#### WHAT NEEDS TO BE DONE:
Your answer should consist of every line from the records that holds the string "StoreError".

━━━ INPUT ━━━

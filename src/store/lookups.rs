//! Host and farm tables, internal and WAN pools.

use super::{ServerStore, StoreError};
use crate::models::{InternalIpPoolEntry, Ipv4, LookupEntry, LookupKind, WanPoolEntry};
use chrono::Utc;
use std::net::Ipv4Addr;

impl ServerStore {
    /// Lookup rows of `kind`, ordered by name.
    pub fn lookups(&self, kind: LookupKind) -> &[LookupEntry] {
        match kind {
            LookupKind::Host => &self.data.hosts,
            LookupKind::Farm => &self.data.farms,
        }
    }

    fn lookups_mut(&mut self, kind: LookupKind) -> &mut Vec<LookupEntry> {
        match kind {
            LookupKind::Host => &mut self.data.hosts,
            LookupKind::Farm => &mut self.data.farms,
        }
    }

    /// Add a lookup row, or refresh the row that already has this name.
    pub fn save_lookup(&mut self, kind: LookupKind, name: &str) -> Result<u64, StoreError> {
        let name = name.trim();
        if name.is_empty() {
            return Err(StoreError::EmptyName { kind });
        }
        let now = Utc::now();
        let entries = self.lookups_mut(kind);

        let id = match entries
            .iter_mut()
            .find(|e| e.name.to_lowercase() == name.to_lowercase())
        {
            Some(existing) => {
                existing.name = name.to_string();
                existing.updated_at = now;
                existing.id
            }
            None => {
                let id = entries.iter().map(|e| e.id).max().unwrap_or(0) + 1;
                entries.push(LookupEntry {
                    id,
                    name: name.to_string(),
                    updated_at: now,
                });
                id
            }
        };
        entries.sort_by_key(|e| e.name.to_lowercase());
        log::info!("Saved {kind} '{name}' as id {id}");
        Ok(id)
    }

    /// Remove a lookup row by id.
    pub fn delete_lookup(&mut self, kind: LookupKind, id: u64) -> Result<LookupEntry, StoreError> {
        let entries = self.lookups_mut(kind);
        let index = entries
            .iter()
            .position(|e| e.id == id)
            .ok_or(StoreError::LookupNotFound { kind, id })?;
        let removed = entries.remove(index);
        log::info!("Deleted {kind} {id} '{}'", removed.name);
        Ok(removed)
    }

    pub fn internal_pool(&self) -> &[InternalIpPoolEntry] {
        &self.data.internal_pool
    }

    pub fn wan_pool(&self) -> &[WanPoolEntry] {
        &self.data.wan_pool
    }

    /// Add an internal address, or rebind the host of an existing one.
    pub fn add_internal_pool(&mut self, address: &str, host: Option<&str>) -> Result<(), StoreError> {
        let ip: Ipv4Addr = address
            .trim()
            .parse()
            .map_err(|_| StoreError::InvalidAddress(address.trim().to_string()))?;
        if !self.internal_range.contains(ip) {
            log::warn!(
                "Internal pool address {ip} is outside {}; servers cannot use it",
                self.internal_range
            );
        }

        let entry = InternalIpPoolEntry::new(&ip.to_string(), host);
        let pool = &mut self.data.internal_pool;
        match pool.iter_mut().find(|e| e.address.trim() == entry.address) {
            Some(existing) => existing.host = entry.host.clone(),
            None => pool.push(entry.clone()),
        }
        pool.sort_by_key(|e| e.address.parse::<Ipv4Addr>().ok());
        log::info!(
            "Internal pool: {} bound to {}",
            entry.address,
            entry.host.as_deref().unwrap_or("no host")
        );
        Ok(())
    }

    /// Remove an internal address from the pool.
    pub fn remove_internal_pool(&mut self, address: &str) -> bool {
        let address = address.trim();
        let before = self.data.internal_pool.len();
        self.data
            .internal_pool
            .retain(|e| e.address.trim() != address);
        before != self.data.internal_pool.len()
    }

    /// Add a WAN subnet; an identical subnet already present is left alone.
    pub fn add_wan_subnet(&mut self, cidr: &str) -> Result<(), StoreError> {
        let subnet = Ipv4::new(cidr)
            .map_err(|e| StoreError::InvalidSubnet(cidr.trim().to_string(), e.to_string()))?;
        if subnet.addr != subnet.lo() {
            log::warn!("WAN subnet {subnet} is not aligned; network is {}", subnet.lo());
        }

        let pool = &mut self.data.wan_pool;
        if !pool.iter().any(|e| Ipv4::new(&e.subnet).ok() == Some(subnet)) {
            pool.push(WanPoolEntry::new(&subnet.to_string()));
            pool.sort_by_key(|e| Ipv4::new(&e.subnet).ok());
            log::info!("WAN pool: added {subnet}");
        }
        Ok(())
    }

    /// Remove a WAN subnet from the pool.
    ///
    /// Subnets are compared parsed, so `8.8.8.0/029` removes `8.8.8.0/29`.
    /// Text that does not parse only matches a stored row verbatim.
    pub fn remove_wan_subnet(&mut self, cidr: &str) -> bool {
        let cidr = cidr.trim();
        let target = Ipv4::new(cidr).ok();
        let before = self.data.wan_pool.len();
        self.data.wan_pool.retain(|e| match target {
            Some(target) => Ipv4::new(&e.subnet).ok() != Some(target),
            None => e.subnet.trim() != cidr,
        });
        before != self.data.wan_pool.len()
    }
}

━━━

#### OUTPUT BELOW:
use super::{ServerStore, StoreError};
    pub fn save_lookup(&mut self, kind: LookupKind, name: &str) -> Result<u64, StoreError> {
            return Err(StoreError::EmptyName { kind });
    pub fn delete_lookup(&mut self, kind: LookupKind, id: u64) -> Result<LookupEntry, StoreError> {
            .ok_or(StoreError::LookupNotFound { kind, id })?;
    pub fn add_internal_pool(&mut self, address: &str, host: Option<&str>) -> Result<(), StoreError> {
            .map_err(|_| StoreError::InvalidAddress(address.trim().to_string()))?;
    pub fn add_wan_subnet(&mut self, cidr: &str) -> Result<(), StoreError> {
            .map_err(|e| StoreError::InvalidSubnet(cidr.trim().to_string(), e.to_string()))?;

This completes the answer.